# Task goal
Exercise in exact copying. Transcribe every entry that follows, word for word.

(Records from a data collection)
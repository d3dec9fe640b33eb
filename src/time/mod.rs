//! Time utilities: clocks, sleep, timeout, timers and task timing.
//!
//! Nothing here blocks. Every wait is a suspend loop that compares the runtime clock against a
//! start time captured on the first resumption, so waits only make progress while the host
//! keeps ticking.
//!
//! - [`sleep`] finishes once a duration has elapsed
//! - [`timeout`] races a computation against a deadline
//! - [`set_timeout`] / [`set_interval`] admit delayed and periodic tasks
//! - [`wrapper::Timed`] measures how long a computation took
//!
//! # Example: Sleep
//!
//! ```ignore
//! use tickwork::{Runtime, task, time::sleep_ms};
//!
//! let rt = Runtime::new();
//! let mut nap = sleep_ms(50);
//! rt.spawn(task::poll_fn(move |rt| nap.resume(rt)));
//! ```
//!
//! # Example: Deterministic Time
//!
//! ```ignore
//! use tickwork::{RuntimeBuilder, time::{ManualClock, set_timeout}};
//! use std::time::Duration;
//!
//! let clock = ManualClock::new();
//! let rt = RuntimeBuilder::new().clock(clock.clone()).build();
//! set_timeout(&rt, Duration::from_millis(10), task::from_fn(|_| Ok(println!("fired"))));
//!
//! rt.tick();                                // starts the delay
//! clock.advance(Duration::from_millis(10));
//! rt.tick();                                // fired
//! ```
//!
//! # Errors
//!
//! [`TimeError`] is the value [`timeout`] finishes with when the deadline passes first.

pub mod clock;
pub mod sleep;
pub mod timeout;
pub mod timers;
pub mod wrapper;

pub use clock::{Clock, ManualClock, SystemClock};
pub use sleep::{Sleep, sleep, sleep_ms};
pub use timeout::{Timeout, timeout};
pub use timers::{clear_interval, clear_timeout, set_interval, set_timeout};

#[derive(Debug, Clone, Copy, PartialEq, Eq, thiserror::Error)]
pub enum TimeError {
    #[error("deadline elapsed")]
    TimeOut,
}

# Finished task
repository d3dec9fe640b33eb
filename src/time/mod.rs
//! Time utilities: clocks, sleep, timeout, timers and task timing.
//!
//! Nothing here blocks. Every wait is a suspend loop that compares the runtime clock against a
//! start time captured on the first resumption, so waits only make progress while the host
//! keeps ticking.
//!
//! - [`sleep`] finishes once a duration has elapsed
//! - [`timeout`] races a computation against a deadline
//! - [`set_timeout`] / [`set_interval`] admit delayed and periodic tasks
//! - [`wrapper::Timed`] measures how long a computation took
//!
//! # Example: Sleep
//!
//! ```ignore
//! use tickwork::{Runtime, task, time::sleep_ms};
//!
//! let rt = Runtime::new();
//! let mut nap = sleep_ms(50);
//! rt.spawn(task::poll_fn(move |rt| nap.resume(rt)));
//! ```
//!
//! # Example: Deterministic Time
//!
//! ```ignore
//! use tickwork::{RuntimeBuilder, time::{ManualClock, set_timeout}};
//! use std::time::Duration;
//!
//! let clock = ManualClock::new();
//! let rt = RuntimeBuilder::new().clock(clock.clone()).build();
//! set_timeout(&rt, Duration::from_millis(10), task::from_fn(|_| Ok(println!("fired"))));
//!
//! rt.tick();                                // starts the delay
//! clock.advance(Duration::from_millis(10));
//! rt.tick();                                // fired
//! ```
//!
//! # Errors
//!
//! [`TimeError`] is the value [`timeout`] finishes with when the deadline passes first.

pub mod clock;
pub mod sleep;
pub mod timeout;
pub mod timers;
pub mod wrapper;

pub use clock::{Clock, ManualClock, SystemClock};
pub use sleep::{Sleep, sleep, sleep_ms};
pub use timeout::{Timeout, timeout};
pub use timers::{clear_interval, clear_timeout, set_interval, set_timeout};

#[derive(Debug, Clone, Copy, PartialEq, Eq, thiserror::Error)]
pub enum TimeError {
    #[error("deadline elapsed")]
    TimeOut,
}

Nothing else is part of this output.